The recent Cit0day data breach that exposed over 226 million email addresses and passwords is one in a long series of credential leaks with significant impacts. Indeed, malicious actors test the leak credentials on multiple services, and take advantage of password reuse to take over accounts. As long as people reuse the same passwords on multiple websites, credential stuffing will pose a significant risk for companies.
There are a number of solutions companies can implement to prevent credential stuffing. For example, most financial institutions require their customers use their card number rather than email address to log in. The card number is unlikely to be used to register a cloud service, and makes it harder to launch credential reuse attacks. Two-factor authentication and passwordless authentication are also very effective to prevent credential stuffing. Both require that the person logging in has access to your phone, email or SMS, which increases the bar to take over accounts.
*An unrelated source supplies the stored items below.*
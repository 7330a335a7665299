//! Macros for step boilerplate

/// Implements the metadata half of [`Step`](crate::step::Step) for a struct
/// with a `core: StepCore` field.
macro_rules! step_metadata {
    ($kind:ident, $name:literal, $group:ident) => {
        fn kind(&self) -> $crate::step::StepKind {
            $crate::step::StepKind::$kind
        }

        fn name(&self) -> &'static str {
            $name
        }

        fn group(&self) -> apkm_types::StepGroup {
            apkm_types::StepGroup::$group
        }

        fn core(&self) -> &$crate::step::StepCore {
            &self.core
        }

        fn as_any(&self) -> &dyn std::any::Any {
            self
        }
    };
}
//! apkm - Patch, sign and install modded Android packages
//!
//! This is the main CLI application. It wires configuration, the event
//! channel and the installation session together and renders the results.

mod cli;
mod display;
mod error;
mod events;
mod logging;

use crate::cli::{CacheCommands, Cli, Commands, IconChoice, InstallArgs, LogsCommands};
use crate::display::{CommandResult, InstallReport, OutputRenderer};
use crate::error::CliError;
use crate::events::EventHandler;
use apkm_config::Config;
use apkm_errors::{Error, InstallError};
use apkm_events::{EventReceiver, EventSender};
use apkm_ops::{PatchingSession, SessionContextBuilder};
use apkm_patcher::Toolchain;
use apkm_state::{InstallLogStore, JsonInstallLogStore, RecordedError};
use apkm_types::{Color, IconReplacement, PatchOptions, SessionState};
use clap::Parser;
use std::path::Path;
use std::process;
use tokio::select;
use tracing::{error, info, warn};

#[tokio::main]
async fn main() {
    // Parse command line arguments first to check for JSON mode
    let cli = Cli::parse();
    let json_mode = cli.global.json;

    init_tracing(json_mode, cli.global.debug);

    if let Err(e) = run(cli).await {
        error!("Application error: {}", e);
        if !json_mode {
            eprintln!("Error: {e}");
        }
        process::exit(1);
    }
}

/// Main application logic
async fn run(cli: Cli) -> Result<(), CliError> {
    info!("Starting apkm v{}", env!("CARGO_PKG_VERSION"));

    // Load configuration with proper precedence:
    // 1. Start with file config (or defaults)
    let mut config = Config::load_or_default(cli.global.config.as_deref()).await?;

    // 2. Merge environment variables
    config.merge_env()?;

    // 3. Apply CLI flags (highest precedence)
    apply_cli_config(&mut config, &cli.global);

    let (event_sender, event_receiver) = apkm_events::channel();

    let renderer = OutputRenderer::new(cli.global.json, config.general.color);

    let colors_enabled = match config.general.color {
        apkm_types::ColorChoice::Always => true,
        apkm_types::ColorChoice::Never => false,
        apkm_types::ColorChoice::Auto => console::Term::stderr().features().colors_supported(),
    };
    let mut event_handler = EventHandler::new(colors_enabled, cli.global.debug, cli.global.json);

    let result = execute_command_with_events(
        cli.command,
        &config,
        event_sender,
        event_receiver,
        &mut event_handler,
    )
    .await?;

    renderer.render_result(&result)?;

    if let CommandResult::Install(InstallReport {
        state: SessionState::Failed { .. },
        ..
    }) = result
    {
        return Err(CliError::InstallFailed);
    }

    info!("Command completed successfully");
    Ok(())
}

/// Execute command with concurrent event handling
async fn execute_command_with_events(
    command: Commands,
    config: &Config,
    event_sender: EventSender,
    mut event_receiver: EventReceiver,
    event_handler: &mut EventHandler,
) -> Result<CommandResult, CliError> {
    let mut command_future = Box::pin(execute_command(command, config, event_sender));

    // Handle events concurrently with command execution
    loop {
        select! {
            // Command completed
            result = &mut command_future => {
                // Drain any remaining events
                while let Ok(event) = event_receiver.try_recv() {
                    event_handler.handle_event(event);
                }
                return result;
            }

            // Event received
            event = event_receiver.recv() => {
                match event {
                    Some(event) => event_handler.handle_event(event),
                    None => { /* Channel closed: keep waiting for command to finish */ }
                }
            }
        }
    }
}

/// Execute the specified command
async fn execute_command(
    command: Commands,
    config: &Config,
    event_sender: EventSender,
) -> Result<CommandResult, CliError> {
    match command {
        Commands::Install(args) => install(config, args, event_sender).await,

        Commands::Logs(logs_cmd) => {
            let store = JsonInstallLogStore::new(config.path_manager().logs_dir());
            match logs_cmd {
                LogsCommands::List => Ok(CommandResult::Records(store.list().await?)),
                LogsCommands::Show { id } => match store.get(id).await? {
                    Some(record) => Ok(CommandResult::Record(Box::new(record))),
                    None => Err(CliError::InvalidArguments(format!(
                        "no installation record with id {id}"
                    ))),
                },
                LogsCommands::Clear => {
                    store.delete_all().await?;
                    Ok(CommandResult::Success(
                        "Deleted all installation records".to_string(),
                    ))
                }
            }
        }

        Commands::Cache(CacheCommands::Clear) => {
            config.path_manager().clear_cache().await?;
            Ok(CommandResult::Success("Cleared download cache".to_string()))
        }

        Commands::Launch { package } => {
            let package = package.unwrap_or_else(|| PatchOptions::default().package_name);
            let toolchain = Toolchain::from_config(config)?;
            let launched = match toolchain.installer.launch(&package).await {
                Ok(()) => true,
                Err(Error::Install(InstallError::LaunchUnavailable { .. })) => false,
                Err(e) => return Err(e.into()),
            };
            Ok(CommandResult::Launched { package, launched })
        }
    }
}

/// Run one installation attempt; Ctrl-C cancels it
async fn install(
    config: &Config,
    args: InstallArgs,
    event_sender: EventSender,
) -> Result<CommandResult, CliError> {
    let launch = args.launch;
    let options = build_options(args).await?;

    let ctx = SessionContextBuilder::from_config(config)?
        .with_event_sender(event_sender)
        .build()?;
    let session = PatchingSession::new(ctx, options);
    let mut state_rx = session.subscribe();

    session.start().await?;

    select! {
        changed = state_rx.wait_for(SessionState::is_terminal) => {
            if changed.is_err() {
                warn!("session state channel closed before the attempt finished");
            }
        }
        _ = tokio::signal::ctrl_c() => {
            info!("Interrupt received, cancelling installation");
            session.cancel().await?;
        }
    }

    let state = session.wait().await;
    let launched = if launch && state == SessionState::Success {
        session.launch_app().await?
    } else {
        false
    };

    let error = match state {
        SessionState::Failed { .. } => session.last_error().map(|e| RecordedError::from_error(&e)),
        _ => None,
    };

    Ok(CommandResult::Install(InstallReport {
        install_id: session.install_id(),
        state,
        error,
        launched,
    }))
}

/// Turn install arguments into patch options. Unset values keep their defaults.
async fn build_options(args: InstallArgs) -> Result<PatchOptions, CliError> {
    let mut options = PatchOptions::default();
    if let Some(name) = args.name {
        options.app_name = name;
    }
    if let Some(package) = args.package {
        options.package_name = package;
    }
    options.debuggable = args.debuggable;
    options.version_preference = args.channel;
    options.custom_version_code = args.version_code.unwrap_or_default();

    let icon = args.icon.or(match (&args.icon_color, &args.image) {
        (Some(_), _) => Some(IconChoice::Color),
        (None, Some(_)) => Some(IconChoice::Image),
        (None, None) => None,
    });
    match icon {
        None => {}
        Some(IconChoice::Original) => options.icon_replacement = IconReplacement::Original,
        Some(IconChoice::OldDiscord) => options.icon_replacement = IconReplacement::OldDiscord,
        Some(IconChoice::Color) => {
            let hex = args.icon_color.ok_or_else(|| {
                CliError::InvalidArguments("--icon color requires --icon-color".to_string())
            })?;
            options.icon_replacement = IconReplacement::CustomColor {
                color: Color::parse_hex(&hex)?,
            };
        }
        Some(IconChoice::Image) => {
            let path = args.image.ok_or_else(|| {
                CliError::InvalidArguments("--icon image requires --image".to_string())
            })?;
            options.icon_replacement = IconReplacement::CustomImage {
                image_bytes: read_image(&path).await?,
            };
        }
    }

    Ok(options)
}

async fn read_image(path: &Path) -> Result<Vec<u8>, CliError> {
    tokio::fs::read(path)
        .await
        .map_err(|e| Error::io_with_path(&e, path).into())
}

/// Initialize tracing/logging
fn init_tracing(json_mode: bool, debug_enabled_flag: bool) {
    // Check if debug logging is enabled
    let debug_enabled = std::env::var("RUST_LOG").is_ok() || debug_enabled_flag;

    if debug_enabled {
        // Debug mode: structured JSON logs to file
        let log_dir = Config::default().data_dir().join("debug");
        let file = std::fs::create_dir_all(&log_dir).and_then(|()| {
            let log_file = log_dir.join(format!(
                "apkm-{}.log",
                chrono::Utc::now().format("%Y%m%d-%H%M%S")
            ));
            std::fs::File::create(&log_file).map(|file| (file, log_file))
        });

        match file {
            Ok((file, log_file)) => {
                tracing_subscriber::fmt()
                    .json()
                    .with_writer(file)
                    .with_env_filter(
                        tracing_subscriber::EnvFilter::try_from_default_env().unwrap_or_else(
                            |_| tracing_subscriber::EnvFilter::new("info,apkm=debug"),
                        ),
                    )
                    .init();

                if !json_mode {
                    eprintln!("Debug logging enabled: {}", log_file.display());
                }
                return;
            }
            Err(e) if !json_mode => eprintln!("Warning: Failed to create log file: {e}"),
            Err(_) => {}
        }
    }

    if json_mode {
        // JSON mode: suppress all console output to avoid contaminating JSON
        tracing_subscriber::fmt()
            .with_writer(std::io::sink)
            .with_env_filter("off")
            .init();
    } else {
        // Normal mode: minimal logging to stderr
        tracing_subscriber::fmt()
            .with_writer(std::io::stderr)
            .with_env_filter(
                tracing_subscriber::EnvFilter::try_from_default_env()
                    .unwrap_or_else(|_| tracing_subscriber::EnvFilter::new("warn,apkm=warn")),
            )
            .init();
    }
}

/// Apply CLI configuration overrides (highest precedence)
fn apply_cli_config(config: &mut Config, global: &cli::GlobalArgs) {
    if let Some(color) = global.color {
        config.general.color = color;
    }
}
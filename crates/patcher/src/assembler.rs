//! Builds the ordered step list for a set of patch options

use crate::runner::StepRunner;
use crate::step::Step;
use crate::steps::{
    DownloadBaseApkStep, DownloadInjectorStep, ExtractApkStep, FetchInfoStep, InjectModStep,
    InstallStep, PatchIconsStep, PatchManifestStep, RepackStep, SignStep,
};
use apkm_errors::Error;
use apkm_types::PatchOptions;

/// Pipeline assembler for one installation attempt
#[derive(Debug, Clone)]
pub struct PatchRunner {
    options: PatchOptions,
}

impl PatchRunner {
    /// Validate the options and prepare an assembler for them.
    ///
    /// # Errors
    ///
    /// Returns `PatchError::InvalidOptions` if the options are rejected.
    pub fn new(options: PatchOptions) -> Result<Self, Error> {
        options.validate()?;
        Ok(Self { options })
    }

    #[must_use]
    pub fn options(&self) -> &PatchOptions {
        &self.options
    }

    /// Fresh steps in execution order, groups non-decreasing
    #[must_use]
    pub fn steps(&self) -> Vec<Box<dyn Step>> {
        vec![
            // Prepare
            Box::new(FetchInfoStep::new()),
            // Download
            Box::new(DownloadBaseApkStep::new()),
            Box::new(DownloadInjectorStep::new()),
            // Patch
            Box::new(ExtractApkStep::new()),
            Box::new(PatchManifestStep::new()),
            Box::new(PatchIconsStep::new()),
            Box::new(InjectModStep::new()),
            Box::new(RepackStep::new()),
            Box::new(SignStep::new()),
            // Install
            Box::new(InstallStep::new()),
        ]
    }

    /// Hand the assembled steps to a runner
    ///
    /// # Errors
    ///
    /// Returns an error if the step list contains a duplicated kind.
    pub fn into_runner(self) -> Result<StepRunner, Error> {
        StepRunner::new(self.steps())
    }
}
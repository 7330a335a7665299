//! Signing and installation through platform tools

use super::{ApkSigner, PackageInstaller};
use apkm_errors::{Error, InstallError, SigningError, StorageError};
use async_trait::async_trait;
use std::io::ErrorKind;
use std::path::{Path, PathBuf};
use std::process::Output;
use tokio::process::Command;

const INSUFFICIENT_STORAGE: &str = "INSTALL_FAILED_INSUFFICIENT_STORAGE";
const USER_ABORTED: [&str; 2] = ["INSTALL_FAILED_ABORTED", "INSTALL_FAILED_USER_RESTRICTED"];

/// Signs with the `apksigner` tool from the Android build tools
#[derive(Debug, Clone)]
pub struct ApksignerSigner {
    program: String,
    keystore: PathBuf,
    password: String,
}

impl ApksignerSigner {
    #[must_use]
    pub fn new(program: impl Into<String>, keystore: impl Into<PathBuf>, password: impl Into<String>) -> Self {
        Self {
            program: program.into(),
            keystore: keystore.into(),
            password: password.into(),
        }
    }
}

#[async_trait]
impl ApkSigner for ApksignerSigner {
    async fn sign(&self, unsigned: &Path, signed: &Path) -> Result<(), Error> {
        if !tokio::fs::try_exists(&self.keystore).await.unwrap_or(false) {
            return Err(SigningError::KeystoreNotFound {
                path: self.keystore.display().to_string(),
            }
            .into());
        }

        let output = Command::new(&self.program)
            .arg("sign")
            .arg("--ks")
            .arg(&self.keystore)
            .arg("--ks-pass")
            .arg(format!("pass:{}", self.password))
            .arg("--out")
            .arg(signed)
            .arg(unsigned)
            .output()
            .await
            .map_err(|e| match e.kind() {
                ErrorKind::NotFound => SigningError::ToolUnavailable {
                    tool: self.program.clone(),
                }
                .into(),
                _ => Error::from(e),
            })?;

        if output.status.success() {
            Ok(())
        } else {
            Err(SigningError::SigningFailed {
                reason: combined_output(&output).trim().to_string(),
            }
            .into())
        }
    }
}

/// Installs over `adb` to the connected device
#[derive(Debug, Clone)]
pub struct AdbInstaller {
    program: String,
}

impl AdbInstaller {
    #[must_use]
    pub fn new(program: impl Into<String>) -> Self {
        Self {
            program: program.into(),
        }
    }

    async fn run(&self, args: &[&str]) -> Result<Output, Error> {
        Command::new(&self.program)
            .args(args)
            .output()
            .await
            .map_err(|e| match e.kind() {
                ErrorKind::NotFound => InstallError::InstallerUnavailable {
                    tool: self.program.clone(),
                }
                .into(),
                _ => Error::from(e),
            })
    }
}

#[async_trait]
impl PackageInstaller for AdbInstaller {
    async fn install(&self, apk: &Path) -> Result<(), Error> {
        let apk = apk.to_string_lossy();
        let output = self.run(&["install", "-r", apk.as_ref()]).await?;
        classify_install_output(output.status.success(), &combined_output(&output))
    }

    async fn launch(&self, package: &str) -> Result<(), Error> {
        let output = self
            .run(&[
                "shell",
                "monkey",
                "-p",
                package,
                "-c",
                "android.intent.category.LAUNCHER",
                "1",
            ])
            .await?;
        let text = combined_output(&output);
        if !output.status.success() || text.contains("No activities found") {
            return Err(InstallError::LaunchUnavailable {
                package: package.to_string(),
            }
            .into());
        }
        Ok(())
    }
}

fn combined_output(output: &Output) -> String {
    let mut text = String::from_utf8_lossy(&output.stdout).into_owned();
    text.push_str(&String::from_utf8_lossy(&output.stderr));
    text
}

/// Map installer output to a result.
///
/// # Errors
///
/// - `StorageError::InsufficientStorage` when the device is full
/// - `InstallError::Cancelled` when the user aborted the install prompt
/// - `InstallError::Rejected` for any other `INSTALL_FAILED_*` reason
/// - `InstallError::Failed` when the tool failed without a reason
pub fn classify_install_output(exit_ok: bool, output: &str) -> Result<(), Error> {
    if output.contains(INSUFFICIENT_STORAGE) {
        return Err(StorageError::InsufficientStorage {
            path: "device".to_string(),
        }
        .into());
    }
    if USER_ABORTED.iter().any(|code| output.contains(code)) {
        return Err(InstallError::Cancelled.into());
    }
    if let Some(reason) = output
        .split_whitespace()
        .map(|word| word.trim_matches(|c: char| !c.is_ascii_alphanumeric() && c != '_'))
        .find(|word| word.starts_with("INSTALL_FAILED_") || word.starts_with("INSTALL_PARSE_FAILED_"))
    {
        return Err(InstallError::Rejected {
            reason: reason.to_string(),
        }
        .into());
    }
    if exit_ok && output.contains("Success") {
        return Ok(());
    }
    Err(InstallError::Failed {
        message: output.trim().to_string(),
    }
    .into())
}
Moving people to a new authentication scheme can take a long time, and we see a future where credential stuffing will no longer be an issue. However, 2021 is unlikely to be that year. We expect this issue to increase in the coming months, while companies train their employees and customers on how to better secure their accounts.
2020 was the year of ransomware, with the development of double extortion ransomware tactics that multiply the impact of the attack. This threat, while at the forefront of news stories, was not the only threat companies faced, as the cybersecurity threat landscape complexity only increased throughout the year.
2021 is a difficult year for predictions, with strict lockdowns still being imposed in many countries. The pandemic has impacted how companies operate, especially in how they handle confidential information. Companies that never opened their databases to the internet now have to provide access to remote workers.
No matter what the threat, intelligence remains at the heart of any solution. The good news is our ability to monitor malicious actors, as well as employees’ use of cloud services, has continued to increase throughout the year. This provides us with an understanding of the criminal underground, and of your digital footprint, that reduces the risks your company is facing. That is, of course, until artificial intelligence solves all your cybersecurity issues, right?